I also had a lot of tender and valuable experiences with these people, in spite of the fact that we weren’t well-suited for one another. The benefit of being slutty or poly- or open or uncommitted or whatever you want to call it that works for how you see yourself (I’ve been all of the above+) is that you are connecting with lots of people and those connections mean you see yourself through many different eyes in rapid succession. There’s perspective in being seen in intimate emotional spaces by so many folks, and I took that perspective back to my notebook and batted it around and tried to figure out why I was so drawn to it. Do I want to see myself refracted through a spider’s eye? Sure. But not all the time. It’s exhausting.

The poems came from a lot of excitement and turmoil and learning that that was unsustainable for me if I wanted to be healthy. A lot of the drafts for these poems came quickly and without warning. They share a voice, so they ended up in the same book, but I wouldn’t say they were all written at the same time or in the same mental state. I think I needed to convince myself that what I want out of love and friendship and sex and the places those things intersect is valid, that no one else can tell me what will make me feel fulfilled. My heart is Liz Taylor-levels of experienced as far as affairs go, but I still have a hard time believing her if there’s someone else saying “maybe you’re wrong about what you say you want.” I wrote Make a Fist to reassure myself. The poems “Need to Know” and “How to Whistle” are definitely the culmination of that questioning and feel really feverish but certain to read after the fact. I believe myself now. In those poems, the speaker is so sure. I feel proud of getting to that place in my writing.

Bob
So I’m doing the MFA thing, and I’m really lucky to have an incredible, incredible cohort to read my work and support me. Most of these poems came from workshopping over the past two years. So I guess the process was really slow and charmed with the support of a lot of talented people taking my poems seriously. It wouldn’t have happened without my cohort and my teachers.

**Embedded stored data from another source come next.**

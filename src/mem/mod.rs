pub mod addr;
pub mod channel;
pub mod config;
pub mod controller;
pub mod request;
pub mod state;

#[cfg(test)]
mod unit_tests;

pub use addr::{AddressTranslator, MemAddr, TranslationMethod};
pub use channel::{ChannelConfig, FixedLatencyChannel, IssueBlock, MemChannel, SubArrayState};
pub use config::{ConfigError, MemConfig};
pub use controller::{ControllerStats, Deadlocked, MemoryController};
pub use request::{OpType, Owner, Request};
pub use state::{RefreshState, SchedState};
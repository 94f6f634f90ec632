use config::{Config, ConfigBuilder, ConfigError, Environment, File};
use config::builder::DefaultState;
use serde::Deserialize;
use std::env;

/// Secret used when nothing else is configured. Fine for local runs only.
pub const DEVELOPMENT_SECRET: &str = "development_secret";

#[derive(Debug, Deserialize, Clone)]
pub struct ServerConfig {
    pub host: String,
    pub port: u16,
    pub workers: u32,
}

#[derive(Debug, Deserialize, Clone)]
pub struct DatabaseConfig {
    pub url: String,
    pub name: String,
    /// Serve from process memory instead of MongoDB.
    pub in_memory: bool,
}

#[derive(Debug, Deserialize, Clone)]
pub struct AuthConfig {
    pub jwt_secret: String,
    pub token_expiry_hours: i64,
    pub cookie_name: String,
    /// Argon2 memory cost in KiB.
    pub hash_memory_kib: u32,
    pub hash_iterations: u32,
    pub hash_parallelism: u32,
}

#[derive(Debug, Deserialize, Clone)]
pub struct CorsConfig {
    pub enabled: bool,
    pub allow_any_origin: bool,
    /// Comma-separated origins used when `allow_any_origin` is off.
    pub allowed_origins: String,
    pub max_age: u32,
}

impl CorsConfig {
    pub fn origins(&self) -> Vec<&str> {
        self.allowed_origins
            .split(',')
            .map(str::trim)
            .filter(|origin| !origin.is_empty())
            .collect()
    }
}

#[derive(Debug, Deserialize, Clone)]
pub struct Settings {
    pub environment: String,
    pub server: ServerConfig,
    pub database: DatabaseConfig,
    pub auth: AuthConfig,
    pub cors: CorsConfig,
}

fn with_defaults(
    builder: ConfigBuilder<DefaultState>,
    environment: &str,
) -> Result<ConfigBuilder<DefaultState>, ConfigError> {
    builder
        .set_default("environment", environment)?
        .set_default("server.host", "127.0.0.1")?
        .set_default("server.port", 3000)?
        .set_default("server.workers", num_cpus::get() as i64)?
        .set_default("database.url", "mongodb://localhost:27017")?
        .set_default("database.name", "blogdb")?
        .set_default("database.in_memory", false)?
        .set_default("auth.jwt_secret", DEVELOPMENT_SECRET)?
        .set_default("auth.token_expiry_hours", 24)?
        .set_default("auth.cookie_name", "jwt")?
        // argon2 recommended baseline, roughly 15-30ms per hash
        .set_default("auth.hash_memory_kib", 19 * 1024)?
        .set_default("auth.hash_iterations", 2)?
        .set_default("auth.hash_parallelism", 1)?
        .set_default("cors.enabled", true)?
        .set_default("cors.allow_any_origin", true)?
        .set_default("cors.allowed_origins", "")?
        .set_default("cors.max_age", 3600)
}

/// `PREFIX_SECTION__KEY` variables; a single underscore follows the prefix.
fn env_source(prefix: &str) -> Environment {
    Environment::with_prefix(prefix)
        .prefix_separator("_")
        .separator("__")
        .try_parsing(true)
}

impl Settings {
    pub fn new() -> Result<Self, ConfigError> {
        let run_mode = env::var("RUN_MODE").unwrap_or_else(|_| "development".into());
        Self::layered(&run_mode, "app")
    }

    fn layered(run_mode: &str, prefix: &str) -> Result<Self, ConfigError> {
        with_defaults(Config::builder(), run_mode)?
            // Add in settings from the config file if it exists
            .add_source(File::with_name("config/default").required(false))
            .add_source(File::with_name(&format!("config/{}", run_mode)).required(false))
            // E.g., `APP_SERVER__PORT=5001` would set `Settings.server.port`
            .add_source(env_source(prefix))
            .build()?
            .try_deserialize()
    }

    /// Settings for tests: in-memory store and the cheapest argon2 parameters.
    /// Environment variables are not consulted.
    pub fn new_for_test() -> Result<Self, ConfigError> {
        Self::from_env_prefix("test", None)
    }

    fn from_env_prefix(environment: &str, prefix: Option<&str>) -> Result<Self, ConfigError> {
        let mut builder = with_defaults(Config::builder(), environment)?
            .set_override("server.workers", 1)?
            .set_override("database.name", "blogdb_test")?
            .set_override("database.in_memory", true)?
            .set_override("auth.jwt_secret", "test_secret")?
            .set_override("auth.hash_memory_kib", 8)?
            .set_override("auth.hash_iterations", 1)?;

        if let Some(prefix) = prefix {
            builder = builder.add_source(env_source(prefix));
        }

        builder.build()?.try_deserialize()
    }

    /// Whether the signing secret is still the built-in development value.
    pub fn uses_development_secret(&self) -> bool {
        self.auth.jwt_secret == DEVELOPMENT_SECRET
    }
}

#[cfg(test)]
mod tests {
    use super::*;

    #[test]
    fn test_settings_defaults() {
        let settings = Settings::new_for_test().expect("Failed to load settings");
        assert_eq!(settings.environment, "test");
        assert_eq!(settings.server.host, "127.0.0.1");
        assert_eq!(settings.server.port, 3000);
        assert_eq!(settings.server.workers, 1);
        assert_eq!(settings.database.url, "mongodb://localhost:27017");
        assert!(settings.database.in_memory);
        assert_eq!(settings.auth.token_expiry_hours, 24);
        assert_eq!(settings.auth.cookie_name, "jwt");
        assert!(!settings.uses_development_secret());
    }

    #[test]
    fn test_environment_override() {
        env::set_var("BLOGCFG_SERVER__PORT", "9000");
        env::set_var("BLOGCFG_DATABASE__URL", "mongodb://db.internal:27017");
        env::set_var("BLOGCFG_AUTH__TOKEN_EXPIRY_HOURS", "48");
        env::set_var("BLOGCFG_CORS__ALLOW_ANY_ORIGIN", "false");

        let settings = Settings::from_env_prefix("test", Some("blogcfg"))
            .expect("Failed to deserialize settings");

        assert_eq!(settings.server.port, 9000);
        assert_eq!(settings.database.url, "mongodb://db.internal:27017");
        assert_eq!(settings.auth.token_expiry_hours, 48);
        assert!(!settings.cors.allow_any_origin);

        env::remove_var("BLOGCFG_SERVER__PORT");
        env::remove_var("BLOGCFG_DATABASE__URL");
        env::remove_var("BLOGCFG_AUTH__TOKEN_EXPIRY_HOURS");
        env::remove_var("BLOGCFG_CORS__ALLOW_ANY_ORIGIN");
    }

    #[test]
    fn test_invalid_port() {
        env::set_var("BADPORT_SERVER__PORT", "invalid");

        let result = Settings::from_env_prefix("test", Some("badport"));
        assert!(result.is_err(), "Expected error for invalid port");

        if let Err(e) = result {
            let error_message = e.to_string();
            assert!(
                error_message.contains("invalid digit found in string") ||
                error_message.contains("invalid value") ||
                error_message.contains("invalid type"),
                "Unexpected error: {}",
                error_message
            );
        }

        env::remove_var("BADPORT_SERVER__PORT");
    }

    #[test]
    fn test_app_prefix_reaches_settings() {
        // the only test that touches APP_* and RUN_MODE
        env::set_var("RUN_MODE", "production");
        env::set_var("APP_AUTH__JWT_SECRET", "prod-secret-from-env");
        env::set_var("APP_SERVER__PORT", "4444");

        let settings = Settings::new();

        env::remove_var("RUN_MODE");
        env::remove_var("APP_AUTH__JWT_SECRET");
        env::remove_var("APP_SERVER__PORT");

        let settings = settings.expect("Failed to load settings");
        assert_eq!(settings.auth.jwt_secret, "prod-secret-from-env");
        assert_eq!(settings.server.port, 4444);
        assert_eq!(settings.environment, "production");
        assert!(!settings.uses_development_secret());
    }

    #[test]
    fn test_environment_follows_run_mode() {
        let settings = Settings::layered("staging", "runmodecfg").expect("Failed to load settings");
        assert_eq!(settings.environment, "staging");
        assert!(settings.uses_development_secret());
    }

    #[test]
    fn test_cors_origins_list() {
        env::set_var("ORIGINCFG_CORS__ALLOWED_ORIGINS", "https://blog.example.com, http://localhost:5173,,");

        let settings = Settings::from_env_prefix("test", Some("origincfg"));
        env::remove_var("ORIGINCFG_CORS__ALLOWED_ORIGINS");

        let settings = settings.expect("Failed to load settings");
        assert_eq!(
            settings.cors.origins(),
            vec!["https://blog.example.com", "http://localhost:5173"]
        );
        assert!(Settings::new_for_test().unwrap().cors.origins().is_empty());
    }
}
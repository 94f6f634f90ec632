use actix_web::{http::StatusCode, web, HttpResponse};
use bson::oid::ObjectId;
use chrono::Utc;
use serde::Deserialize;
use tracing::{info, warn};

use crate::auth::Identity;
use crate::db::models::{Comment, CommentView, LikeOutcome, Post, PostChanges, PostView};
use crate::error::AppError;
use crate::response;
use crate::AppState;

#[derive(Debug, Deserialize)]
pub struct CreatePostRequest {
    #[serde(default)]
    pub title: String,
    #[serde(default)]
    pub content: String,
}

#[derive(Debug, Deserialize)]
pub struct UpdatePostRequest {
    pub title: Option<String>,
    pub content: Option<String>,
}

#[derive(Debug, Deserialize)]
pub struct CommentRequest {
    #[serde(default)]
    pub text: String,
}

fn parse_id(raw: &str, message: &str) -> Result<ObjectId, AppError> {
    ObjectId::parse_str(raw).map_err(|_| {
        warn!("Rejected malformed id {:?}", raw);
        AppError::BadRequest(message.to_string())
    })
}

pub async fn list_posts(state: web::Data<AppState>) -> Result<HttpResponse, AppError> {
    let posts = state
        .posts
        .find_posts()
        .await
        .map_err(AppError::internal("Failed to fetch blogs"))?;

    let views: Vec<PostView> = posts.into_iter().map(PostView::from).collect();
    Ok(response::success(StatusCode::OK, "Blogs retrieved", Some(views)))
}

pub async fn get_post(
    path: web::Path<String>,
    state: web::Data<AppState>,
) -> Result<HttpResponse, AppError> {
    let id = parse_id(&path, "Invalid ID")?;

    let post = state
        .posts
        .find_post(&id)
        .await
        .map_err(AppError::internal("Failed to fetch blog"))?
        .ok_or_else(|| AppError::NotFound("Blog not found".into()))?;

    Ok(response::success(StatusCode::OK, "Blog retrieved", Some(PostView::from(post))))
}

pub async fn create_post(
    identity: Identity,
    req: web::Json<CreatePostRequest>,
    state: web::Data<AppState>,
) -> Result<HttpResponse, AppError> {
    let req = req.into_inner();
    if req.title.trim().is_empty() || req.content.trim().is_empty() {
        return Err(AppError::BadRequest("Invalid request".into()));
    }

    let post = Post::new(req.title, req.content, identity.0, Utc::now());
    state
        .posts
        .insert_post(&post)
        .await
        .map_err(AppError::internal("Failed to create blog"))?;

    info!("User {} created blog {}", identity.0, post.id);
    Ok(response::success(StatusCode::CREATED, "Blog created", Some(PostView::from(post))))
}

/// Tells a non-owner apart from a missing post after a conditional write
/// matched nothing.
async fn ownership_failure(state: &AppState, id: &ObjectId) -> AppError {
    match state.posts.find_post(id).await {
        Ok(Some(_)) => AppError::Forbidden("Not the author of this blog".into()),
        Ok(None) => AppError::NotFound("Blog not found".into()),
        Err(e) => AppError::internal("Failed to fetch blog")(e),
    }
}

pub async fn update_post(
    identity: Identity,
    path: web::Path<String>,
    req: web::Json<UpdatePostRequest>,
    state: web::Data<AppState>,
) -> Result<HttpResponse, AppError> {
    let id = parse_id(&path, "Invalid ID")?;

    let req = req.into_inner();
    let changes = PostChanges {
        title: req.title.filter(|t| !t.trim().is_empty()),
        content: req.content.filter(|c| !c.trim().is_empty()),
    };
    if changes.is_empty() {
        return Err(AppError::BadRequest("Invalid request".into()));
    }

    let updated = state
        .posts
        .update_owned_post(&id, identity.id(), &changes, Utc::now())
        .await
        .map_err(AppError::internal("Failed to update blog"))?;

    match updated {
        Some(post) => {
            info!("User {} updated blog {}", identity.0, id);
            Ok(response::success(StatusCode::OK, "Blog updated", Some(PostView::from(post))))
        }
        None => {
            let err = ownership_failure(&state, &id).await;
            warn!("Update of blog {} by {} refused: {}", id, identity.0, err);
            Err(err)
        }
    }
}

pub async fn delete_post(
    identity: Identity,
    path: web::Path<String>,
    state: web::Data<AppState>,
) -> Result<HttpResponse, AppError> {
    let id = parse_id(&path, "Invalid ID")?;

    let deleted = state
        .posts
        .delete_owned_post(&id, identity.id())
        .await
        .map_err(AppError::internal("Failed to delete blog"))?;

    if !deleted {
        let err = ownership_failure(&state, &id).await;
        warn!("Delete of blog {} by {} refused: {}", id, identity.0, err);
        return Err(err);
    }

    info!("User {} deleted blog {}", identity.0, id);
    Ok(response::ok(StatusCode::OK, "Blog deleted"))
}

pub async fn like_post(
    identity: Identity,
    path: web::Path<String>,
    state: web::Data<AppState>,
) -> Result<HttpResponse, AppError> {
    let id = parse_id(&path, "Invalid blog ID")?;

    let outcome = state
        .posts
        .add_like(&id, identity.id())
        .await
        .map_err(AppError::internal("Failed to like blog"))?;

    match outcome {
        LikeOutcome::Added => Ok(response::ok(StatusCode::OK, "Blog liked")),
        LikeOutcome::AlreadyLiked => Ok(response::ok(StatusCode::OK, "Blog already liked")),
        LikeOutcome::PostNotFound => Err(AppError::NotFound("Blog not found".into())),
    }
}

pub async fn comment_post(
    identity: Identity,
    path: web::Path<String>,
    req: web::Json<CommentRequest>,
    state: web::Data<AppState>,
) -> Result<HttpResponse, AppError> {
    let id = parse_id(&path, "Invalid blog ID")?;

    let text = req.into_inner().text;
    if text.trim().is_empty() {
        return Err(AppError::BadRequest("Invalid comment text".into()));
    }

    let comment = Comment {
        text,
        author: identity.0,
        created_at: Utc::now(),
    };
    let appended = state
        .posts
        .append_comment(&id, &comment)
        .await
        .map_err(AppError::internal("Failed to add comment"))?;

    if !appended {
        return Err(AppError::NotFound("Blog not found".into()));
    }
    Ok(response::success(StatusCode::OK, "Comment added", Some(CommentView::from(comment))))
}
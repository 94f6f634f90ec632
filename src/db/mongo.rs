//! MongoDB-backed store.

use async_trait::async_trait;
use bson::{doc, oid::ObjectId, Document};
use chrono::{DateTime, Utc};
use futures::TryStreamExt;
use mongodb::{
    error::{ErrorKind, WriteFailure},
    options::{IndexOptions, ReturnDocument},
    Client, Collection, IndexModel,
};
use tracing::info;

use crate::config::DatabaseConfig;
use crate::db::models::{Comment, LikeOutcome, Post, PostChanges, User, POST_COLLECTION, USER_COLLECTION};
use crate::db::store::{PostStore, UserStore};
use crate::error::DatabaseError;

const DUPLICATE_KEY: i32 = 11000;

fn is_duplicate_key(err: &mongodb::error::Error) -> bool {
    matches!(
        err.kind.as_ref(),
        ErrorKind::Write(WriteFailure::WriteError(e)) if e.code == DUPLICATE_KEY
    )
}

/// Cheap to clone; the driver pools connections behind `Client`.
#[derive(Clone)]
pub struct MongoStore {
    users: Collection<User>,
    posts: Collection<Post>,
}

impl MongoStore {
    pub async fn connect(config: &DatabaseConfig) -> Result<Self, DatabaseError> {
        info!("Connecting to MongoDB at {}", config.url);

        let client = Client::with_uri_str(&config.url)
            .await
            .map_err(|e| DatabaseError::ConnectionError(e.to_string()))?;

        let db = client.database(&config.name);
        db.run_command(doc! { "ping": 1 })
            .await
            .map_err(|e| DatabaseError::ConnectionError(format!("ping failed: {}", e)))?;

        let store = Self {
            users: db.collection(USER_COLLECTION),
            posts: db.collection(POST_COLLECTION),
        };
        store.apply_indexes().await?;

        info!("Connected to MongoDB database '{}'", config.name);
        Ok(store)
    }

    async fn apply_indexes(&self) -> Result<(), DatabaseError> {
        let email_unique = IndexModel::builder()
            .keys(doc! { "email": 1 })
            .options(
                IndexOptions::builder()
                    .unique(true)
                    .name("email_unique".to_string())
                    .build(),
            )
            .build();

        self.users.create_index(email_unique).await?;
        Ok(())
    }
}

fn owned_by(id: &ObjectId, owner: &ObjectId) -> Document {
    doc! { "_id": *id, "author": *owner }
}

/// `$set` update for the provided fields; `updated_at` always moves.
fn changes_update(changes: &PostChanges, now: DateTime<Utc>) -> Document {
    let mut set = doc! { "updated_at": bson::DateTime::from_chrono(now) };
    if let Some(title) = &changes.title {
        set.insert("title", title.as_str());
    }
    if let Some(content) = &changes.content {
        set.insert("content", content.as_str());
    }
    doc! { "$set": set }
}

#[async_trait]
impl UserStore for MongoStore {
    async fn insert_user(&self, user: &User) -> Result<(), DatabaseError> {
        match self.users.insert_one(user).await {
            Ok(_) => Ok(()),
            Err(e) if is_duplicate_key(&e) => Err(DatabaseError::Duplicate),
            Err(e) => Err(e.into()),
        }
    }

    async fn find_user_by_email(&self, email: &str) -> Result<Option<User>, DatabaseError> {
        Ok(self.users.find_one(doc! { "email": email }).await?)
    }

    async fn find_user_by_id(&self, id: &ObjectId) -> Result<Option<User>, DatabaseError> {
        Ok(self.users.find_one(doc! { "_id": *id }).await?)
    }
}

#[async_trait]
impl PostStore for MongoStore {
    async fn insert_post(&self, post: &Post) -> Result<(), DatabaseError> {
        match self.posts.insert_one(post).await {
            Ok(_) => Ok(()),
            Err(e) if is_duplicate_key(&e) => Err(DatabaseError::Duplicate),
            Err(e) => Err(e.into()),
        }
    }

    async fn find_posts(&self) -> Result<Vec<Post>, DatabaseError> {
        let cursor = self.posts.find(doc! {}).await?;
        let posts: Vec<Post> = cursor.try_collect().await?;
        Ok(posts)
    }

    async fn find_post(&self, id: &ObjectId) -> Result<Option<Post>, DatabaseError> {
        Ok(self.posts.find_one(doc! { "_id": *id }).await?)
    }

    async fn update_owned_post(
        &self,
        id: &ObjectId,
        owner: &ObjectId,
        changes: &PostChanges,
        now: DateTime<Utc>,
    ) -> Result<Option<Post>, DatabaseError> {
        Ok(self
            .posts
            .find_one_and_update(owned_by(id, owner), changes_update(changes, now))
            .return_document(ReturnDocument::After)
            .await?)
    }

    async fn delete_owned_post(&self, id: &ObjectId, owner: &ObjectId) -> Result<bool, DatabaseError> {
        let result = self.posts.delete_one(owned_by(id, owner)).await?;
        Ok(result.deleted_count > 0)
    }

    async fn add_like(&self, id: &ObjectId, liker: &ObjectId) -> Result<LikeOutcome, DatabaseError> {
        let result = self
            .posts
            .update_one(doc! { "_id": *id }, doc! { "$addToSet": { "likes": *liker } })
            .await?;

        Ok(match (result.matched_count, result.modified_count) {
            (0, _) => LikeOutcome::PostNotFound,
            (_, 0) => LikeOutcome::AlreadyLiked,
            _ => LikeOutcome::Added,
        })
    }

    async fn append_comment(&self, id: &ObjectId, comment: &Comment) -> Result<bool, DatabaseError> {
        let comment = bson::to_bson(comment).map_err(|e| DatabaseError::QueryError(e.to_string()))?;
        let result = self
            .posts
            .update_one(doc! { "_id": *id }, doc! { "$push": { "comments": comment } })
            .await?;

        Ok(result.matched_count > 0)
    }
}
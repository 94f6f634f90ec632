use bson::oid::ObjectId;
use bson::serde_helpers::chrono_datetime_as_bson_datetime;
use chrono::{DateTime, Utc};
use serde::{Deserialize, Serialize};

/// Collection holding [`User`] documents.
pub const USER_COLLECTION: &str = "users";
/// Collection holding [`Post`] documents.
pub const POST_COLLECTION: &str = "blogs";

#[derive(Debug, Clone, Serialize, Deserialize)]
pub struct User {
    #[serde(rename = "_id")]
    pub id: ObjectId,
    pub username: String,
    pub email: String,
    /// Argon2 PHC string, never the plaintext.
    #[serde(rename = "password")]
    pub password_hash: String,
    #[serde(with = "chrono_datetime_as_bson_datetime")]
    pub created_at: DateTime<Utc>,
    #[serde(with = "chrono_datetime_as_bson_datetime")]
    pub updated_at: DateTime<Utc>,
}

impl User {
    pub fn new(username: String, email: String, password_hash: String, now: DateTime<Utc>) -> Self {
        Self {
            id: ObjectId::new(),
            username,
            email,
            password_hash,
            created_at: now,
            updated_at: now,
        }
    }
}

#[derive(Debug, Clone, Serialize, Deserialize)]
pub struct Comment {
    pub text: String,
    pub author: ObjectId,
    #[serde(with = "chrono_datetime_as_bson_datetime")]
    pub created_at: DateTime<Utc>,
}

#[derive(Debug, Clone, Serialize, Deserialize)]
pub struct Post {
    #[serde(rename = "_id")]
    pub id: ObjectId,
    pub title: String,
    pub content: String,
    pub author: ObjectId,
    /// Likers, each at most once.
    #[serde(default)]
    pub likes: Vec<ObjectId>,
    #[serde(default)]
    pub comments: Vec<Comment>,
    #[serde(with = "chrono_datetime_as_bson_datetime")]
    pub created_at: DateTime<Utc>,
    #[serde(with = "chrono_datetime_as_bson_datetime")]
    pub updated_at: DateTime<Utc>,
}

impl Post {
    pub fn new(title: String, content: String, author: ObjectId, now: DateTime<Utc>) -> Self {
        Self {
            id: ObjectId::new(),
            title,
            content,
            author,
            likes: Vec::new(),
            comments: Vec::new(),
            created_at: now,
            updated_at: now,
        }
    }
}

/// Owner-supplied edits; `None` leaves the field as stored.
#[derive(Debug, Clone, Default, PartialEq)]
pub struct PostChanges {
    pub title: Option<String>,
    pub content: Option<String>,
}

impl PostChanges {
    pub fn is_empty(&self) -> bool {
        self.title.is_none() && self.content.is_none()
    }
}

/// Result of adding a liker to a post.
#[derive(Debug, Clone, Copy, PartialEq, Eq)]
pub enum LikeOutcome {
    Added,
    AlreadyLiked,
    PostNotFound,
}

// JSON views. Ids render as hex strings and the password hash never leaves
// the server.

#[derive(Debug, Clone, Serialize, Deserialize)]
pub struct UserProfile {
    pub id: String,
    pub username: String,
    pub email: String,
    pub created_at: DateTime<Utc>,
    pub updated_at: DateTime<Utc>,
}

impl From<User> for UserProfile {
    fn from(user: User) -> Self {
        Self {
            id: user.id.to_hex(),
            username: user.username,
            email: user.email,
            created_at: user.created_at,
            updated_at: user.updated_at,
        }
    }
}

#[derive(Debug, Clone, Serialize, Deserialize)]
pub struct CommentView {
    pub text: String,
    pub author: String,
    pub created_at: DateTime<Utc>,
}

impl From<Comment> for CommentView {
    fn from(comment: Comment) -> Self {
        Self {
            text: comment.text,
            author: comment.author.to_hex(),
            created_at: comment.created_at,
        }
    }
}

#[derive(Debug, Clone, Serialize, Deserialize)]
pub struct PostView {
    pub id: String,
    pub title: String,
    pub content: String,
    pub author: String,
    pub likes: Vec<String>,
    pub comments: Vec<CommentView>,
    pub created_at: DateTime<Utc>,
    pub updated_at: DateTime<Utc>,
}

impl From<Post> for PostView {
    fn from(post: Post) -> Self {
        Self {
            id: post.id.to_hex(),
            title: post.title,
            content: post.content,
            author: post.author.to_hex(),
            likes: post.likes.iter().map(|id| id.to_hex()).collect(),
            comments: post.comments.into_iter().map(CommentView::from).collect(),
            created_at: post.created_at,
            updated_at: post.updated_at,
        }
    }
}
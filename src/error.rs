use thiserror::Error;
use actix_web::{ResponseError, HttpResponse, http::StatusCode};
use tracing::error;

use crate::response;

#[derive(Error, Debug)]
pub enum AppError {
    #[error("{0}")]
    BadRequest(String),

    #[error("{0}")]
    Unauthorized(String),

    #[error("{0}")]
    Forbidden(String),

    #[error("{0}")]
    NotFound(String),

    #[error("{0}")]
    Conflict(String),

    #[error("{0}")]
    Internal(String),

    #[error("Database error: {0}")]
    Database(#[from] DatabaseError),

    #[error("Configuration error: {0}")]
    ConfigError(String),
}

impl AppError {
    /// Builds a mapper that logs the underlying failure and surfaces only
    /// `message` to the caller.
    ///
    /// ```ignore
    /// state.posts.find_posts().await.map_err(AppError::internal("Failed to fetch blogs"))?;
    /// ```
    pub fn internal<E: std::fmt::Display>(message: &'static str) -> impl FnOnce(E) -> AppError {
        move |err| {
            error!("{}: {}", message, err);
            AppError::Internal(message.to_string())
        }
    }
}

impl From<config::ConfigError> for AppError {
    fn from(err: config::ConfigError) -> Self {
        AppError::ConfigError(err.to_string())
    }
}

impl From<std::io::Error> for AppError {
    fn from(err: std::io::Error) -> Self {
        AppError::Internal(err.to_string())
    }
}

impl ResponseError for AppError {
    fn error_response(&self) -> HttpResponse {
        let message = match self {
            AppError::Database(e) => {
                error!("Unhandled database error: {}", e);
                "Internal server error".to_string()
            }
            AppError::ConfigError(e) => {
                error!("Configuration error at request time: {}", e);
                "Internal server error".to_string()
            }
            other => other.to_string(),
        };
        response::failure(self.status_code(), message)
    }

    fn status_code(&self) -> StatusCode {
        match self {
            AppError::BadRequest(_) => StatusCode::BAD_REQUEST,
            AppError::Unauthorized(_) => StatusCode::UNAUTHORIZED,
            AppError::Forbidden(_) => StatusCode::FORBIDDEN,
            AppError::NotFound(_) => StatusCode::NOT_FOUND,
            AppError::Conflict(_) => StatusCode::CONFLICT,
            AppError::Internal(_) => StatusCode::INTERNAL_SERVER_ERROR,
            AppError::Database(_) => StatusCode::INTERNAL_SERVER_ERROR,
            AppError::ConfigError(_) => StatusCode::INTERNAL_SERVER_ERROR,
        }
    }
}

/// Failures reported by a document store implementation.
#[derive(Error, Debug)]
pub enum DatabaseError {
    #[error("Connection error: {0}")]
    ConnectionError(String),

    #[error("Query error: {0}")]
    QueryError(String),

    #[error("Duplicate record")]
    Duplicate,
}

impl From<mongodb::error::Error> for DatabaseError {
    fn from(err: mongodb::error::Error) -> Self {
        DatabaseError::QueryError(err.to_string())
    }
}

So writing the individual poems was a long process of me spewing words, revising, revising, workshopping, revising more, reading it for people, revising again. I’m a terribly slow writer. If I could, I already know of several revisions I’d make to the poems in the chapbook. It’s really hard for me to say that a poem is finished. But putting it together was a lot of fun. Most of these poems came from an abandoned project, and once I started choosing them and thinking of them as a new unit, a new concept emerged. But on the whole, the process involves a lot of arguing with myself.

Elle
I had been writing tarot poems for quite some time, at least once a week, as an ongoing project for Witch Craft Magazine’s website. I also have an evernote folder full of random prose and lines that I was trying to stitch together into something more comprehensible.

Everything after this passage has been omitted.